Aim of the exercise -
Retype the records below from their first line through the line containing "let verdict = classify(&discovered, &link);", and include nothing else.

Data supplied -

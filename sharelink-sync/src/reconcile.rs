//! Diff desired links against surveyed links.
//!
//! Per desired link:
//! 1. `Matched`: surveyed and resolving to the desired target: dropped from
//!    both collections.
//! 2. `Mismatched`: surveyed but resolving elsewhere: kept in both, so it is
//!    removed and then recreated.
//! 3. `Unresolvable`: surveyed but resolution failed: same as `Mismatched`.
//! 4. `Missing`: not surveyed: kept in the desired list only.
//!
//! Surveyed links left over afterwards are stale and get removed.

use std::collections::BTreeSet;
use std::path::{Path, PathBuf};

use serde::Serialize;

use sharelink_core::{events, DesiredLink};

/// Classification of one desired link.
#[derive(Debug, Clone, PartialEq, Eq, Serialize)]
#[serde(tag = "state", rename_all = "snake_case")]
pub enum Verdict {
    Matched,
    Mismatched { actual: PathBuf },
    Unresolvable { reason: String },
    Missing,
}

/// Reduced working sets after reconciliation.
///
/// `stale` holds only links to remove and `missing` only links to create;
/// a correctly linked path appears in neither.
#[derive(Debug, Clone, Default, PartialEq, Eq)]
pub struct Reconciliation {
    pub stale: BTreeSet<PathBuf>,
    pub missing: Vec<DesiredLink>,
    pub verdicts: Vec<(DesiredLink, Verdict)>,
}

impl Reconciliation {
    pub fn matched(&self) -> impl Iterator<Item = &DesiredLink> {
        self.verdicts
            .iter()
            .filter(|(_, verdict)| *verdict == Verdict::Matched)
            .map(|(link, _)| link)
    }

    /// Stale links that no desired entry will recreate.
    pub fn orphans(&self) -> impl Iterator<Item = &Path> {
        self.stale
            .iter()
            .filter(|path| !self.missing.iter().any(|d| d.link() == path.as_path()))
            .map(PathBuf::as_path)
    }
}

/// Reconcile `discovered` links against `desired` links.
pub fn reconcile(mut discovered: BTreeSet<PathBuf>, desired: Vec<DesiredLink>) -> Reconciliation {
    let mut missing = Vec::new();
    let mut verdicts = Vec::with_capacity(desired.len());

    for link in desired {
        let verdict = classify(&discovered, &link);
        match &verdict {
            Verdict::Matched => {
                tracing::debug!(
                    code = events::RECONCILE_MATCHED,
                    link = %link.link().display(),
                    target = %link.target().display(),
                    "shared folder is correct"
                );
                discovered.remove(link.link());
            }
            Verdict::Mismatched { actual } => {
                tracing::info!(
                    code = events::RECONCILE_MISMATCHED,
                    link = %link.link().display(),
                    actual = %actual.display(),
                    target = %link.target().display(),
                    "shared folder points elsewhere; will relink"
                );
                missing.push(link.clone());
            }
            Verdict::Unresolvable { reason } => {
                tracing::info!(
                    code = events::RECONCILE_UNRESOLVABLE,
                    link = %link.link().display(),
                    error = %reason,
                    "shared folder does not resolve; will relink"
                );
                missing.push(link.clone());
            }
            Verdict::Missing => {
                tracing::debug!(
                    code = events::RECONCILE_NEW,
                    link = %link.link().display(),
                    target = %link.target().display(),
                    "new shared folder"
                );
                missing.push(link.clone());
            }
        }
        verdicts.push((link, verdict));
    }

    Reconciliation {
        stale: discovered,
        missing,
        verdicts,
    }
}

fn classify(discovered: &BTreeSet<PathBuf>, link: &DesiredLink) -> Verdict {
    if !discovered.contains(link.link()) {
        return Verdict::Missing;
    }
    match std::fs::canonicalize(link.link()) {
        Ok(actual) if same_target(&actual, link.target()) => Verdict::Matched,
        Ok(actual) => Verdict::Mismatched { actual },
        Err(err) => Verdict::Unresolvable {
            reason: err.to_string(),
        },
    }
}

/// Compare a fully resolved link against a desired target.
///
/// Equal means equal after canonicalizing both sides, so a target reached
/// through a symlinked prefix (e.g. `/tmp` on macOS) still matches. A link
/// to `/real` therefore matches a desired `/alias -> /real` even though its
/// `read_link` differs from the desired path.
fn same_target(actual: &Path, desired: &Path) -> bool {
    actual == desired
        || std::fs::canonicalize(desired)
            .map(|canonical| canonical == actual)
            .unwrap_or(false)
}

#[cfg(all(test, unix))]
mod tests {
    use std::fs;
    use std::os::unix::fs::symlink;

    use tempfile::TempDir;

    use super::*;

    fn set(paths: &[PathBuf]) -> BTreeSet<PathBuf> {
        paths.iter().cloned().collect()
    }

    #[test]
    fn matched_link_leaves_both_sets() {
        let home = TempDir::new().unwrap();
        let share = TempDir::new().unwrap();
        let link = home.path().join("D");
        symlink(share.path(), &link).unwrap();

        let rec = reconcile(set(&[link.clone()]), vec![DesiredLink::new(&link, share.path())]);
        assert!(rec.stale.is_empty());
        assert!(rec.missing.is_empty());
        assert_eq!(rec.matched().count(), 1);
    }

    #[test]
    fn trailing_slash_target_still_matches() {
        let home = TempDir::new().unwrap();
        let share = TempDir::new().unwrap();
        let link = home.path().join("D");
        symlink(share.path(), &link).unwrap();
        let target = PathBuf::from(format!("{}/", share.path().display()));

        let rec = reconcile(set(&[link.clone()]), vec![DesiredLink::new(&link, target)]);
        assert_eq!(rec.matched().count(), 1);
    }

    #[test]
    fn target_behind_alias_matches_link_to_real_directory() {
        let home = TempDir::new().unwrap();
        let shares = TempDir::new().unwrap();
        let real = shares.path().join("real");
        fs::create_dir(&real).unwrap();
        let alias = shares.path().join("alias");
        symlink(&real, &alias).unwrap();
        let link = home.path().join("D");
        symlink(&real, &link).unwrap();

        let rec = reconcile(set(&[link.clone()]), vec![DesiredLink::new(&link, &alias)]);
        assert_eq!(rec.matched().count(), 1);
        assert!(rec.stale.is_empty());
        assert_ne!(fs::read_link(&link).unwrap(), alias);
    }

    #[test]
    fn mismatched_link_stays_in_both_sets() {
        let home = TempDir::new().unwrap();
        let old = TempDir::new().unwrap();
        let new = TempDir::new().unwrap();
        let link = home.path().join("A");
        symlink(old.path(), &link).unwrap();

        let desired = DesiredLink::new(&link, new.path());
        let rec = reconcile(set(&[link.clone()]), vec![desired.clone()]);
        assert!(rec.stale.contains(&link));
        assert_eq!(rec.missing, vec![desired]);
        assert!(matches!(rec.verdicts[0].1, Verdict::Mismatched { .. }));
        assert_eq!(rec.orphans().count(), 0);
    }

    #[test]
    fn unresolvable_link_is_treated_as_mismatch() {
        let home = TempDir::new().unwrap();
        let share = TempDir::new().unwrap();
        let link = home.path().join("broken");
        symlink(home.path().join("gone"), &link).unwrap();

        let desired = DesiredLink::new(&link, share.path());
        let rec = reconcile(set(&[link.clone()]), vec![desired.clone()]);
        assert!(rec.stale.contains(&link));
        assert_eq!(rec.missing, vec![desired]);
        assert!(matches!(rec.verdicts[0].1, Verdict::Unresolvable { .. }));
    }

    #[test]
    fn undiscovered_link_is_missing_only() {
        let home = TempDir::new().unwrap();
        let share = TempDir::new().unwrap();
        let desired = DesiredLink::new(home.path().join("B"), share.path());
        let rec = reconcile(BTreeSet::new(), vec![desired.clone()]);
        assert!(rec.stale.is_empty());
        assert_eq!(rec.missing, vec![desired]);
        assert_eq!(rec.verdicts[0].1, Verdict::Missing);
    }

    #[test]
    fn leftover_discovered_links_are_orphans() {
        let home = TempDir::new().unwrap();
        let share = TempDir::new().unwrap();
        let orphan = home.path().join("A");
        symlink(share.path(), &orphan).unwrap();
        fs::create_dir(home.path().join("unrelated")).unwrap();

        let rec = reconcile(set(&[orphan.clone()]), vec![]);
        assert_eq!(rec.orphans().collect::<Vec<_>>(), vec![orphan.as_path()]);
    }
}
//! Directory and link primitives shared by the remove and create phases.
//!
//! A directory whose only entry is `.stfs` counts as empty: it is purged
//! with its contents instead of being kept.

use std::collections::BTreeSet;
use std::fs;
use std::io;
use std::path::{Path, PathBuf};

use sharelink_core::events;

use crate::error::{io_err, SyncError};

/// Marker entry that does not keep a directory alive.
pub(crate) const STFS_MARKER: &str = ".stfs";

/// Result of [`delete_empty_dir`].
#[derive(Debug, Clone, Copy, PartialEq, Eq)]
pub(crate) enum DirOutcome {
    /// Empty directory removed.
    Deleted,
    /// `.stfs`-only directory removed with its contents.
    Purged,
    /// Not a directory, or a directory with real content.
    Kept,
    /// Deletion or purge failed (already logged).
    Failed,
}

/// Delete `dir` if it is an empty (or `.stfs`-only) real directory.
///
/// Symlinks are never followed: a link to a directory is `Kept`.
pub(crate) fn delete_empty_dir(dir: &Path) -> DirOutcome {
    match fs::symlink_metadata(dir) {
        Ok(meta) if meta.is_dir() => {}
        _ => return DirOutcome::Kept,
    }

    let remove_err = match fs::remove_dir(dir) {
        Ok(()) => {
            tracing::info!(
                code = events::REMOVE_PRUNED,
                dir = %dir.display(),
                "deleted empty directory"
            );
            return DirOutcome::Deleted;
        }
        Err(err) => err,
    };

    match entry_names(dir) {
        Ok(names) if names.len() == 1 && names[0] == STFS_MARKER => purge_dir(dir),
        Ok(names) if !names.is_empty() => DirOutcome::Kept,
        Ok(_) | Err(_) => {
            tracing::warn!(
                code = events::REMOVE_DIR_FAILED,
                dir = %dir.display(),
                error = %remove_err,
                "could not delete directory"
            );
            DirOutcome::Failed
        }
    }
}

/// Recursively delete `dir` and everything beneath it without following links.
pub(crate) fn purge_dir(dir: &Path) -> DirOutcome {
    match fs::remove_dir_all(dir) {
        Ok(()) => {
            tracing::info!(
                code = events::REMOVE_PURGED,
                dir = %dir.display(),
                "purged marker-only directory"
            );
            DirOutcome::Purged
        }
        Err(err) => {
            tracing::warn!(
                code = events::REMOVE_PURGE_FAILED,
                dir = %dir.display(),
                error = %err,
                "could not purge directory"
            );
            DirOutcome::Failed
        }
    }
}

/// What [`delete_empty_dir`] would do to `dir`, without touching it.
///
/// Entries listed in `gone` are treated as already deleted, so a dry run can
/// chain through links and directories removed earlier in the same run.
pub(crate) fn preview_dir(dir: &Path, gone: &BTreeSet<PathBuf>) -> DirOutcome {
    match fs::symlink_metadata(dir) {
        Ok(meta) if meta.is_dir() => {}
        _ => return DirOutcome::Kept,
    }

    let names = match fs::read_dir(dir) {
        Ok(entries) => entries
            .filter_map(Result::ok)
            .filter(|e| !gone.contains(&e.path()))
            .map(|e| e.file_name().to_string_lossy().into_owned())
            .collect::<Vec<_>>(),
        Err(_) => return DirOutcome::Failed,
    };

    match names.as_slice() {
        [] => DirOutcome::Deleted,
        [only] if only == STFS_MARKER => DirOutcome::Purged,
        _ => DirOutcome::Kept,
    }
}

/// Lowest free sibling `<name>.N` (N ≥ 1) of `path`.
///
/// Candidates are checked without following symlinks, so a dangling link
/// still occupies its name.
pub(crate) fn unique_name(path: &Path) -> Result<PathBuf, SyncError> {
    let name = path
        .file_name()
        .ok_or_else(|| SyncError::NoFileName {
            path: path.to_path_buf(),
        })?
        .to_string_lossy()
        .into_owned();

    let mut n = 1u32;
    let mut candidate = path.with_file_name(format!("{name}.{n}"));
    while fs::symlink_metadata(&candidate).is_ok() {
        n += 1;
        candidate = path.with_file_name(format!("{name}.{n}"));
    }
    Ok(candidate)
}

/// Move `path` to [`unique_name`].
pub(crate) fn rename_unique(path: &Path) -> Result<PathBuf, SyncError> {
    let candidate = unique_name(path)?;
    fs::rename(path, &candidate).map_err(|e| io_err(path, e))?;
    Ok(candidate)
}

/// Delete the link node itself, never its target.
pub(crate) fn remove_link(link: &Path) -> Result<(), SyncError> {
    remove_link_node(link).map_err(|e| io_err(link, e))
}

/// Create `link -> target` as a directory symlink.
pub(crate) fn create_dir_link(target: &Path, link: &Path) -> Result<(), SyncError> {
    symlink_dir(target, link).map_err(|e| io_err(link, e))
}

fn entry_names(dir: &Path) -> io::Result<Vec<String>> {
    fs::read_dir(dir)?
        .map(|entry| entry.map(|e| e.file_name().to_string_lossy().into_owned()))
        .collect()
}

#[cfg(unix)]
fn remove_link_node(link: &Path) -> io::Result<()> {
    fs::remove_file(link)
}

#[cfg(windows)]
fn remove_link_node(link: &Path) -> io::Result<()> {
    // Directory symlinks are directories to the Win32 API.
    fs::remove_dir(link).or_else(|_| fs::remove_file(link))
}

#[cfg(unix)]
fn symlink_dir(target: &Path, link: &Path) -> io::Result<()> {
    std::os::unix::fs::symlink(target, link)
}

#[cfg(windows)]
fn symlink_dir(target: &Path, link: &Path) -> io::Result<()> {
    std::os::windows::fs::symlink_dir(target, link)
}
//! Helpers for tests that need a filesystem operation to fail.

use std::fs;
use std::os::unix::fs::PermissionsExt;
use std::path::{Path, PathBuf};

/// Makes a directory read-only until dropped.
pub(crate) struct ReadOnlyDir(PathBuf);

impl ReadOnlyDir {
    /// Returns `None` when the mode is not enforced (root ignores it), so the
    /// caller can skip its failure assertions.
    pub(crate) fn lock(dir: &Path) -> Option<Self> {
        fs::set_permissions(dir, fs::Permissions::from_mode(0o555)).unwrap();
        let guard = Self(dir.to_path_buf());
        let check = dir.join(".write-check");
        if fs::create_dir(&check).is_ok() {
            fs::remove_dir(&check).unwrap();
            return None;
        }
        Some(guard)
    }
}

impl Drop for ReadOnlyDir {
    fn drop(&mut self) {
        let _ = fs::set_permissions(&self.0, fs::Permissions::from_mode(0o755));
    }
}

Answer for this exercise -
filename sharelink-sync/src/reconcile.rs
//! Diff desired links against surveyed links.
//!
//! Per desired link:
//! 1. `Matched`: surveyed and resolving to the desired target: dropped from
//!    both collections.
//! 2. `Mismatched`: surveyed but resolving elsewhere: kept in both, so it is
//!    removed and then recreated.
//! 3. `Unresolvable`: surveyed but resolution failed: same as `Mismatched`.
//! 4. `Missing`: not surveyed: kept in the desired list only.
//!
//! Surveyed links left over afterwards are stale and get removed.

use std::collections::BTreeSet;
use std::path::{Path, PathBuf};

use serde::Serialize;

use sharelink_core::{events, DesiredLink};

/// Classification of one desired link.
#[derive(Debug, Clone, PartialEq, Eq, Serialize)]
#[serde(tag = "state", rename_all = "snake_case")]
pub enum Verdict {
    Matched,
    Mismatched { actual: PathBuf },
    Unresolvable { reason: String },
    Missing,
}

/// Reduced working sets after reconciliation.
///
/// `stale` holds only links to remove and `missing` only links to create;
/// a correctly linked path appears in neither.
#[derive(Debug, Clone, Default, PartialEq, Eq)]
pub struct Reconciliation {
    pub stale: BTreeSet<PathBuf>,
    pub missing: Vec<DesiredLink>,
    pub verdicts: Vec<(DesiredLink, Verdict)>,
}

impl Reconciliation {
    pub fn matched(&self) -> impl Iterator<Item = &DesiredLink> {
        self.verdicts
            .iter()
            .filter(|(_, verdict)| *verdict == Verdict::Matched)
            .map(|(link, _)| link)
    }

    /// Stale links that no desired entry will recreate.
    pub fn orphans(&self) -> impl Iterator<Item = &Path> {
        self.stale
            .iter()
            .filter(|path| !self.missing.iter().any(|d| d.link() == path.as_path()))
            .map(PathBuf::as_path)
    }
}

/// Reconcile `discovered` links against `desired` links.
pub fn reconcile(mut discovered: BTreeSet<PathBuf>, desired: Vec<DesiredLink>) -> Reconciliation {
    let mut missing = Vec::new();
    let mut verdicts = Vec::with_capacity(desired.len());

    for link in desired {
        let verdict = classify(&discovered, &link);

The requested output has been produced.